◆ Task statement
In the entries below, the lines from the one with "repository c7ce7c90ccae8745" through the one with "pub const SETTINGS_PREFIX: &str" are to be copied exactly; both ends count.

◆ Given entries
===

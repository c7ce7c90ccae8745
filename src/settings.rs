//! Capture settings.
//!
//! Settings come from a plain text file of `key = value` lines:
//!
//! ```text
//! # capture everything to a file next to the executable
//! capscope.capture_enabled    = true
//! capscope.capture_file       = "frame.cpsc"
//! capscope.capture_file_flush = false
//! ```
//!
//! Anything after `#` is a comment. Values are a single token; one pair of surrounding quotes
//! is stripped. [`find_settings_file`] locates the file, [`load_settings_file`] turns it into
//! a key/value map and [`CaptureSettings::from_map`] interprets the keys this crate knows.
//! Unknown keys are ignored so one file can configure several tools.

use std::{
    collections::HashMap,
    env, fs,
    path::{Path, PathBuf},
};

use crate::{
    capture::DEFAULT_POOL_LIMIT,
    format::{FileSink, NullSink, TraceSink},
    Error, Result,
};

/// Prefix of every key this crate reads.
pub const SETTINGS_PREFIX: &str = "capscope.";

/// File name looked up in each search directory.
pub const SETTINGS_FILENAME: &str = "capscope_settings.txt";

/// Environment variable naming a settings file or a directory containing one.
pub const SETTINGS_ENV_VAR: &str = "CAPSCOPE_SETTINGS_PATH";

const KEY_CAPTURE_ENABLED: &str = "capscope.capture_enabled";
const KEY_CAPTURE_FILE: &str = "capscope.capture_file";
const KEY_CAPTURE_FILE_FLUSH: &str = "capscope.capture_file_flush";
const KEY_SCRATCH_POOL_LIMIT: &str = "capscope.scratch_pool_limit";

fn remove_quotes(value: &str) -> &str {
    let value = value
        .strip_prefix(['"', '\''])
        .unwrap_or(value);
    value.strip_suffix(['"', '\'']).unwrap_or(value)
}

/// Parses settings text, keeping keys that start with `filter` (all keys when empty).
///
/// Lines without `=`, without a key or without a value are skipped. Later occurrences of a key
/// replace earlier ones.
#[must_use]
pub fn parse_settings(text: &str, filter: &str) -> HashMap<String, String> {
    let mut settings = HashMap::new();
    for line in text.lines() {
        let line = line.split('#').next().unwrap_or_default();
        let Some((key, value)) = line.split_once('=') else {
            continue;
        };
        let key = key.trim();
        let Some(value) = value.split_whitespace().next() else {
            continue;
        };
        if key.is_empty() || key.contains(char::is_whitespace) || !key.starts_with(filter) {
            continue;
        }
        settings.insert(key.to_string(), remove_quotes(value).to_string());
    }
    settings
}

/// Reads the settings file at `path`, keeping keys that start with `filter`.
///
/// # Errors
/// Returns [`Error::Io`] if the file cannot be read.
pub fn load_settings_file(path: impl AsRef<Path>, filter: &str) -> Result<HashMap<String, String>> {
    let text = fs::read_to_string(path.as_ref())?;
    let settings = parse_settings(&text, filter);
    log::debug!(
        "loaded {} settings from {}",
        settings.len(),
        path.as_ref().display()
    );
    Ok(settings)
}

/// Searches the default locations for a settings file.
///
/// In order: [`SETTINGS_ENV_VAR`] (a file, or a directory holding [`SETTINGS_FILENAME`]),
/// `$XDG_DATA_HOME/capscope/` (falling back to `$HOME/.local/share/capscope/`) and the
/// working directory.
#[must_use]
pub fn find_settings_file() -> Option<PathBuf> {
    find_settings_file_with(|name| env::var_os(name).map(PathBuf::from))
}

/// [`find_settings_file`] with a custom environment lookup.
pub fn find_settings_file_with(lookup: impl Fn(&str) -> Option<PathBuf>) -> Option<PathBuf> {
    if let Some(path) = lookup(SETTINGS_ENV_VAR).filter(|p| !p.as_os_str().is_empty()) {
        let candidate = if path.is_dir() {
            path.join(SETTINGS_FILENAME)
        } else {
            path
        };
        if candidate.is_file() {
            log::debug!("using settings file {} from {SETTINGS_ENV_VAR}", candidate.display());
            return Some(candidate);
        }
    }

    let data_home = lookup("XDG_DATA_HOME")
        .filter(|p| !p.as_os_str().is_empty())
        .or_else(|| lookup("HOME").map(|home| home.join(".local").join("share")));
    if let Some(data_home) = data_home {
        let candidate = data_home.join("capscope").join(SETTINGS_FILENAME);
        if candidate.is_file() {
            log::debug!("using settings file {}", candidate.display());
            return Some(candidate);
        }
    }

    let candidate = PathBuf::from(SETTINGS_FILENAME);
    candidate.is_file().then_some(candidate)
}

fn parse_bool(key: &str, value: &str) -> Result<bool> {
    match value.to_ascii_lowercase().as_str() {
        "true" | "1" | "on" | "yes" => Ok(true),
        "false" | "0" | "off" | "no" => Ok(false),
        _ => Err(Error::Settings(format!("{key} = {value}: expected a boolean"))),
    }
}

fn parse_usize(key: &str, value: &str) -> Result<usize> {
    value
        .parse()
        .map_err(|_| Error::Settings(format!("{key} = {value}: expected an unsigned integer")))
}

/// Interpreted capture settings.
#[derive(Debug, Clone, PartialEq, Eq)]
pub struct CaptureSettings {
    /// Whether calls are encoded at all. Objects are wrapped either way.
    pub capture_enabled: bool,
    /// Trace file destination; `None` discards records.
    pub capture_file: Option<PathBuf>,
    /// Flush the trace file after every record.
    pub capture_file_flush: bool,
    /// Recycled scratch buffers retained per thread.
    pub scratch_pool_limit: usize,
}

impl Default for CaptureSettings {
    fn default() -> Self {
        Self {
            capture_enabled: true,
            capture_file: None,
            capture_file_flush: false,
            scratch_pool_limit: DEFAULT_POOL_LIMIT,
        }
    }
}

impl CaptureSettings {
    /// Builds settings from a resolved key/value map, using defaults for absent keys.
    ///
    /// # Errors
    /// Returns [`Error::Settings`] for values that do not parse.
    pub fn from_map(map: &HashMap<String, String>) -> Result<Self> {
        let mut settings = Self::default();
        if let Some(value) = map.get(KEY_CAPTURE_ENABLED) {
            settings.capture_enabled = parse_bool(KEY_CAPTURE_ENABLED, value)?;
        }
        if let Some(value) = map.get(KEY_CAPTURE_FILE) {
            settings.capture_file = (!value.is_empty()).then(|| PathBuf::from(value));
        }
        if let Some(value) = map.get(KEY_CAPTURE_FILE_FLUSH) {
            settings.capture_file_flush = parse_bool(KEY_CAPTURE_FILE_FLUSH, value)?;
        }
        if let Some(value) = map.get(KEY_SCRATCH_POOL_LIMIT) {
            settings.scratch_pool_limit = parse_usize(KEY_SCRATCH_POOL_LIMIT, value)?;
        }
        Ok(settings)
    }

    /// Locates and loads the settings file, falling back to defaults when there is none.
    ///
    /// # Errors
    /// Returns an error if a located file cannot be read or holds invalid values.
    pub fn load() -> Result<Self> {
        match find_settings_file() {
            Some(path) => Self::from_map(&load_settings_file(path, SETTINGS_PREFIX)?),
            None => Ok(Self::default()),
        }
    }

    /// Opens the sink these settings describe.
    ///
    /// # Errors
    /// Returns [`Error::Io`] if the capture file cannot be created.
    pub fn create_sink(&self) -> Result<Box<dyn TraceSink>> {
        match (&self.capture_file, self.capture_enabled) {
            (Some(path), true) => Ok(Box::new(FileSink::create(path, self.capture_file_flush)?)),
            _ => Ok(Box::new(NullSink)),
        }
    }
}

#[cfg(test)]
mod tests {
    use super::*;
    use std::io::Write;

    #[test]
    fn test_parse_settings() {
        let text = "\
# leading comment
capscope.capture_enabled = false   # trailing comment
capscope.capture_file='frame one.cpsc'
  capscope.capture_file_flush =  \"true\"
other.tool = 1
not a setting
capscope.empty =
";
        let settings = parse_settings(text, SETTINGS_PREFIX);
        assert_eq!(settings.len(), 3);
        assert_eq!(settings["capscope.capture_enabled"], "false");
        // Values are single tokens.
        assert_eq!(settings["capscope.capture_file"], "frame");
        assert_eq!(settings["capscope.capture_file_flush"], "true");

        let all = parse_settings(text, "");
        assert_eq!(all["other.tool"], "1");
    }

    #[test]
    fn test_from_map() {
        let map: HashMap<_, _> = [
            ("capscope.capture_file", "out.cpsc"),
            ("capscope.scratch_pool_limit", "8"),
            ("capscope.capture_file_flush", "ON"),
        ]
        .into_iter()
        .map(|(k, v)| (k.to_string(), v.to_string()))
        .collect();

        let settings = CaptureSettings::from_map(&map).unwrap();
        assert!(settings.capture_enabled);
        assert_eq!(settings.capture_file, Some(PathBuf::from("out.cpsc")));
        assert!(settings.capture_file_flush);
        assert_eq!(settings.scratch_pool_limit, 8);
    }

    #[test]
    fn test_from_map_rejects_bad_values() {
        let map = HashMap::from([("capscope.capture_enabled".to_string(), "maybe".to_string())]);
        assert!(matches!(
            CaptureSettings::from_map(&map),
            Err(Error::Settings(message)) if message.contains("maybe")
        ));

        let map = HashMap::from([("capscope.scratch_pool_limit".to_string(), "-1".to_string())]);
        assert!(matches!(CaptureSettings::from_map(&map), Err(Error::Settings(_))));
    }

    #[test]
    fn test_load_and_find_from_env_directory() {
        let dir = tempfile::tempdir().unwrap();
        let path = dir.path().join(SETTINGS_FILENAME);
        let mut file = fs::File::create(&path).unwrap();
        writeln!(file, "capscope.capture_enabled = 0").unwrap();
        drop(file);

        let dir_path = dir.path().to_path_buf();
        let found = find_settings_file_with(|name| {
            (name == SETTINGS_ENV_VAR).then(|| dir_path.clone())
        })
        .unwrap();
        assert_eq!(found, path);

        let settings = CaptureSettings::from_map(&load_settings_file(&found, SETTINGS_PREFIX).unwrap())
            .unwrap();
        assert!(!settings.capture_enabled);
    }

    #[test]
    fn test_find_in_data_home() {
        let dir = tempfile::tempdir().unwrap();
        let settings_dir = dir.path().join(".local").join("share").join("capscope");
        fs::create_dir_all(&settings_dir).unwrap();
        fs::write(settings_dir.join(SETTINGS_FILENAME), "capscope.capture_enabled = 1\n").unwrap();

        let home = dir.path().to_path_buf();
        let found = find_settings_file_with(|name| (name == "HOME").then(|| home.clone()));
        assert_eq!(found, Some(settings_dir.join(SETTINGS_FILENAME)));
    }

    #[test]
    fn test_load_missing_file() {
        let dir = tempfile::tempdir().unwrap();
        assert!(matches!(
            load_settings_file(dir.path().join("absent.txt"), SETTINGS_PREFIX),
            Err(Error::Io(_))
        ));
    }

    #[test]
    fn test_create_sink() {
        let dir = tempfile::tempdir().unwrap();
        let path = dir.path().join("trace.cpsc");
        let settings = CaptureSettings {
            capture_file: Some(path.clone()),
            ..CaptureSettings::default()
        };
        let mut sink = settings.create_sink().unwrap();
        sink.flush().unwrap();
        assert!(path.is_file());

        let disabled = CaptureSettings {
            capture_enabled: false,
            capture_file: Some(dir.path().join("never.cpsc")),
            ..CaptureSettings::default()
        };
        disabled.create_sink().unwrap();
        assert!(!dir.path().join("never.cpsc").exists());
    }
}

===

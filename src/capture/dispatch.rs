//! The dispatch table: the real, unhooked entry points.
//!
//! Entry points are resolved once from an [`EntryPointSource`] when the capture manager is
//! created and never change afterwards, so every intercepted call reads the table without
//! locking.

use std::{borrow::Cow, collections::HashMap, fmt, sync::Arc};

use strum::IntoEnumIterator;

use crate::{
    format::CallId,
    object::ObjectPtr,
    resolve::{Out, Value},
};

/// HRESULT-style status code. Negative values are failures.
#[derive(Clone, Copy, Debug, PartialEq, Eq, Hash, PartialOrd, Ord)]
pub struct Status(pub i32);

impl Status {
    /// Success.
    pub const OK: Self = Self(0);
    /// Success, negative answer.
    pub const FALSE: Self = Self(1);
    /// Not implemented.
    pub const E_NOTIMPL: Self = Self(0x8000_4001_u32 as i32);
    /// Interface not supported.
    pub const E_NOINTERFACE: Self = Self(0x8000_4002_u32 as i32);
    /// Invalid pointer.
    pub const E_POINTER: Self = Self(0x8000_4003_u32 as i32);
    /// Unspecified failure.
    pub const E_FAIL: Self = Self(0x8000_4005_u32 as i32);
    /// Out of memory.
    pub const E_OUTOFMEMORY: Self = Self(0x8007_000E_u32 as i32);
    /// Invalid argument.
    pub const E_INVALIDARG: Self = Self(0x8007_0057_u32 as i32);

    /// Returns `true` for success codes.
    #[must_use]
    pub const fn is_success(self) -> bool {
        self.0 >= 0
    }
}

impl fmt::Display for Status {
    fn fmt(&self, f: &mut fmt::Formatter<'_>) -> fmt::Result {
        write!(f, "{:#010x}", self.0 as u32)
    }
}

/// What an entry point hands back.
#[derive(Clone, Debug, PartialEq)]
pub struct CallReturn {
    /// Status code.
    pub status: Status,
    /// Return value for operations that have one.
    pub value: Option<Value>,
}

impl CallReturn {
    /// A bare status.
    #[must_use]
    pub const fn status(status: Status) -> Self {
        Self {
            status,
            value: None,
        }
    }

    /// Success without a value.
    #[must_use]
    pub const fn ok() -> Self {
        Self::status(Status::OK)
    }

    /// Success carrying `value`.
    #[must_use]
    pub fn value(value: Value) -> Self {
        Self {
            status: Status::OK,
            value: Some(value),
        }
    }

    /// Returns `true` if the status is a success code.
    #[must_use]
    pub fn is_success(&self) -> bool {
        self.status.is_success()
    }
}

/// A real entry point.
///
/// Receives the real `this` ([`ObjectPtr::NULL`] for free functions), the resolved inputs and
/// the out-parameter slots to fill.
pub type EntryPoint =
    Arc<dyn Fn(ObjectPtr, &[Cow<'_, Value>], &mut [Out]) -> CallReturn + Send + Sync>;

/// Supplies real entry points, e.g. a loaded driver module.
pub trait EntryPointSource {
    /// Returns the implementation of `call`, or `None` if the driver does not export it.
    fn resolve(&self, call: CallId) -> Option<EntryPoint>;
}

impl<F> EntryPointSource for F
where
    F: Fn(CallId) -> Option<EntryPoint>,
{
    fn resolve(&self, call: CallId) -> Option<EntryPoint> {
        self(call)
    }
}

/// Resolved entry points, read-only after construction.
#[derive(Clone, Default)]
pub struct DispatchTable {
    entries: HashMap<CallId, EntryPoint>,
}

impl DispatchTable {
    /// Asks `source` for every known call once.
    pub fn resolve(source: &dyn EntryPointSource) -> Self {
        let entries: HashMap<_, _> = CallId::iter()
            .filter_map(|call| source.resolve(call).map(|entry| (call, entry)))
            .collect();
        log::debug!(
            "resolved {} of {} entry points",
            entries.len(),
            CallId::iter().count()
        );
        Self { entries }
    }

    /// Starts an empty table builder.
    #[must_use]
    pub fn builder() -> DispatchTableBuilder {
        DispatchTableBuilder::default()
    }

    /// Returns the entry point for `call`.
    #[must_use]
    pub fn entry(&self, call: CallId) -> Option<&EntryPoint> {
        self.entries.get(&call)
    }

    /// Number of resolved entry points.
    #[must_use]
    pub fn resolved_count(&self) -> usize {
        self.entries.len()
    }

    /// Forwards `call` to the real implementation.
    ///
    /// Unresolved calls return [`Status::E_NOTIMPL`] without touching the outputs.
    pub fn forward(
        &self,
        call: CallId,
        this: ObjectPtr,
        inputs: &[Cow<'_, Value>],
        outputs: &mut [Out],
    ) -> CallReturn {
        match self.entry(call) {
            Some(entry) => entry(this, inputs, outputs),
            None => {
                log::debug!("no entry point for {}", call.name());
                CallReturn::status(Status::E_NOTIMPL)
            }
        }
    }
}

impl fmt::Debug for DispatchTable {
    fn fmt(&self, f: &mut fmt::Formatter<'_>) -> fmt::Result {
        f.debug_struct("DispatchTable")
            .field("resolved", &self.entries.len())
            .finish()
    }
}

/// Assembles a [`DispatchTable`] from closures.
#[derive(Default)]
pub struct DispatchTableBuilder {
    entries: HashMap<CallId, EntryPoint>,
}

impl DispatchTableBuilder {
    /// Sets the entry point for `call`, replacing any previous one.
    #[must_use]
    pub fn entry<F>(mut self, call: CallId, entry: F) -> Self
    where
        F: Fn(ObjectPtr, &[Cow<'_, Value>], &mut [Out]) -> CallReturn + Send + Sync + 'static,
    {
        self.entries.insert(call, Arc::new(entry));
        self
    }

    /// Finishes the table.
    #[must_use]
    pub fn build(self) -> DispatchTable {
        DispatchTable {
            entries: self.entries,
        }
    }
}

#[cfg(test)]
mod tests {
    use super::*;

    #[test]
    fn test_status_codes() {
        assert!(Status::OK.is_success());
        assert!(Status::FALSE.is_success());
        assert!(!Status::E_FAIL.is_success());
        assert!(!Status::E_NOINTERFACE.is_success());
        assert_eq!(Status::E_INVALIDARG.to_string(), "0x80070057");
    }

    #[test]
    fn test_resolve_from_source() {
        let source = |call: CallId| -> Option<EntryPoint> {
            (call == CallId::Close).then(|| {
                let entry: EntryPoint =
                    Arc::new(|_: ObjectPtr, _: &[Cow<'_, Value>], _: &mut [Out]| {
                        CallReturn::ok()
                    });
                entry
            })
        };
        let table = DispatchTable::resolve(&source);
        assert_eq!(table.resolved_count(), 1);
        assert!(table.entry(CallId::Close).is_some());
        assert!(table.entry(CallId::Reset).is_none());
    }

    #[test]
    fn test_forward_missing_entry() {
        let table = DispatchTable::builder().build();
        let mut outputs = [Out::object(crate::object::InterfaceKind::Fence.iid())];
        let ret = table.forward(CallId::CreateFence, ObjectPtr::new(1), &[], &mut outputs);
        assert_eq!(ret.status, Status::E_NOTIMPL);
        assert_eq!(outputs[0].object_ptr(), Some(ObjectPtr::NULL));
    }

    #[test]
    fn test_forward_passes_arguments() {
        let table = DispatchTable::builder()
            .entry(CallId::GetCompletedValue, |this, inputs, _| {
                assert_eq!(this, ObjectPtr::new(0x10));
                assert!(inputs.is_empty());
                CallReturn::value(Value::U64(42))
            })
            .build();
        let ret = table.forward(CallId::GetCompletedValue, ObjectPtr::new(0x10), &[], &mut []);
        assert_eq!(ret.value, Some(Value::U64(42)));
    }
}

===

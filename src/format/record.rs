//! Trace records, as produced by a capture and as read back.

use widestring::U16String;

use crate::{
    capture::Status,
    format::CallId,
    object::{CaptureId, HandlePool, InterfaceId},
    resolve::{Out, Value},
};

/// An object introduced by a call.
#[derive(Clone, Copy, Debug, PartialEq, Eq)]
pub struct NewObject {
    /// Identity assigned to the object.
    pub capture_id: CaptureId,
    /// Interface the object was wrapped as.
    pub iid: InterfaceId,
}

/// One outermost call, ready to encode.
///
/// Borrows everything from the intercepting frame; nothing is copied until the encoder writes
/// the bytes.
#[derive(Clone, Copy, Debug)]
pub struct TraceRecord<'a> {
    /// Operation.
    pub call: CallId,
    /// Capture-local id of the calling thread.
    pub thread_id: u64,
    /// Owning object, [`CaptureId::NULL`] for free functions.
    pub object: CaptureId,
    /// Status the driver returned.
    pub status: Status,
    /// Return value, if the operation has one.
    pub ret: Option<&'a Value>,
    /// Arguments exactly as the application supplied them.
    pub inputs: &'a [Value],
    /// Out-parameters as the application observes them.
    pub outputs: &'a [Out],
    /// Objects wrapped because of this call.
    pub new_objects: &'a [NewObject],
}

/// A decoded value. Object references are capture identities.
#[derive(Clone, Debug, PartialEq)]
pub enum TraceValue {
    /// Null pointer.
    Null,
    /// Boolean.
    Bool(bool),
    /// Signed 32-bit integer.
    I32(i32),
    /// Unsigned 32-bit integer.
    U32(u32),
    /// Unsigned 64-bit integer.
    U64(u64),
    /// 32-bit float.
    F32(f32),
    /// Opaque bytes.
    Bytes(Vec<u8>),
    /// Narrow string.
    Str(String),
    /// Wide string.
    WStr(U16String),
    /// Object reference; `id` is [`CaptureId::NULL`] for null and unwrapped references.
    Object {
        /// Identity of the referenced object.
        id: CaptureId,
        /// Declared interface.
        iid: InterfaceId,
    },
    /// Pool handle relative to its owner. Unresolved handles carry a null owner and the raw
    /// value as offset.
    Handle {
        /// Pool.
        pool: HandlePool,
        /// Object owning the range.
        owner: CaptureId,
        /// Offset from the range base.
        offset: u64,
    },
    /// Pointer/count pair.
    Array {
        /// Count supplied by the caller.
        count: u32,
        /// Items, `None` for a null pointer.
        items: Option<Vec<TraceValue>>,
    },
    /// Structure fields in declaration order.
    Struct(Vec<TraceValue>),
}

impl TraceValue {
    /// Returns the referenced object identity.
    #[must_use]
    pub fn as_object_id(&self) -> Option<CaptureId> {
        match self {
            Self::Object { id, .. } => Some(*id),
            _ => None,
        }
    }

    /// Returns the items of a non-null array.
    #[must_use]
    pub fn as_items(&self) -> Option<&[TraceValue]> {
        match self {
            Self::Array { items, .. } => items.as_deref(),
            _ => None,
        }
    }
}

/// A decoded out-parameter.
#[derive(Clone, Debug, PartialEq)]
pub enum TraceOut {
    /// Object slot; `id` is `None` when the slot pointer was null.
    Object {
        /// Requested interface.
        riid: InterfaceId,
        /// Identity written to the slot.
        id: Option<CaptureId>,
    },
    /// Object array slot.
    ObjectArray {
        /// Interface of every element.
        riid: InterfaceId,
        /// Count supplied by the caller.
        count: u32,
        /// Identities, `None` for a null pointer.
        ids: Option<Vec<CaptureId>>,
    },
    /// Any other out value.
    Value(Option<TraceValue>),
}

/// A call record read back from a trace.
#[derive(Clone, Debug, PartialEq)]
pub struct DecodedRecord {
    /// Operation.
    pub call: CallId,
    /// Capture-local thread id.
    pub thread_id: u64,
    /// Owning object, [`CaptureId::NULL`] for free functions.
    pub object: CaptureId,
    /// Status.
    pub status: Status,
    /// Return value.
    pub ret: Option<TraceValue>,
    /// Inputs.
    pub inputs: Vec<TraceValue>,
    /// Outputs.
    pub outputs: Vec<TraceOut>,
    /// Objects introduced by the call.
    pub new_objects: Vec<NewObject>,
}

===

◆ Written response
repository c7ce7c90ccae8745
filename src/settings.rs
//! Capture settings.
//!
//! Settings come from a plain text file of `key = value` lines:
//!
//! ```text
//! # capture everything to a file next to the executable
//! capscope.capture_enabled    = true
//! capscope.capture_file       = "frame.cpsc"
//! capscope.capture_file_flush = false
//! ```
//!
//! Anything after `#` is a comment. Values are a single token; one pair of surrounding quotes
//! is stripped. [`find_settings_file`] locates the file, [`load_settings_file`] turns it into
//! a key/value map and [`CaptureSettings::from_map`] interprets the keys this crate knows.
//! Unknown keys are ignored so one file can configure several tools.

use std::{
    collections::HashMap,
    env, fs,
    path::{Path, PathBuf},
};

use crate::{
    capture::DEFAULT_POOL_LIMIT,
    format::{FileSink, NullSink, TraceSink},
    Error, Result,
};

/// Prefix of every key this crate reads.
pub const SETTINGS_PREFIX: &str = "capscope.";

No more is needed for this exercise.